Extracted records
☆ ☆ ☆ ☆ ☆ ☆ ☆
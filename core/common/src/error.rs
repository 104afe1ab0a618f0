//! Common error types for the replication engine.

use thiserror::Error;

/// Top-level error type for replication operations.
#[derive(Debug, Error)]
pub enum Error {
    /// Connection could not be established or was dropped.
    #[error("Network error: {0}")]
    Network(String),

    /// Remote call exceeded its deadline.
    #[error("Request timed out: {0}")]
    Timeout(String),

    /// Backend answered with a non-success status.
    #[error("HTTP {status}: {message}")]
    Http { status: u16, message: String },

    /// I/O operation failed.
    #[error("I/O error: {0}")]
    Io(#[from] std::io::Error),

    /// Serialization or deserialization failed.
    #[error("Serialization error: {0}")]
    Serialization(String),

    /// Invalid input provided.
    #[error("Invalid input: {0}")]
    InvalidInput(String),

    /// Resource not found.
    #[error("Not found: {0}")]
    NotFound(String),

    /// Resource already exists.
    #[error("Already exists: {0}")]
    AlreadyExists(String),

    /// The owning task was cancelled before the operation finished.
    #[error("Cancelled: {0}")]
    Cancelled(String),

    /// A replication run failed; carries the rendered cause.
    #[error("Replication failed: {0}")]
    Replication(String),
}

impl Error {
    /// Whether retrying the same operation later may succeed.
    ///
    /// Network drops, timeouts, rate limiting and 5xx responses are transient.
    /// Everything else needs a change on one side before a retry helps.
    pub fn is_transient(&self) -> bool {
        match self {
            Error::Network(_) | Error::Timeout(_) | Error::Io(_) => true,
            Error::Http { status, .. } => *status == 429 || *status >= 500,
            _ => false,
        }
    }
}

impl From<serde_json::Error> for Error {
    fn from(err: serde_json::Error) -> Self {
        Error::Serialization(err.to_string())
    }
}

/// Result type alias using the common Error.
pub type Result<T> = std::result::Result<T, Error>;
☆ ☆ ☆ ☆ ☆ ☆ ☆
Description of the task
In the data above, find each line where the string "message" appears, then copy it.

Answer to this exercise
    #[error("HTTP {status}: {message}")]
    Http { status: u16, message: String },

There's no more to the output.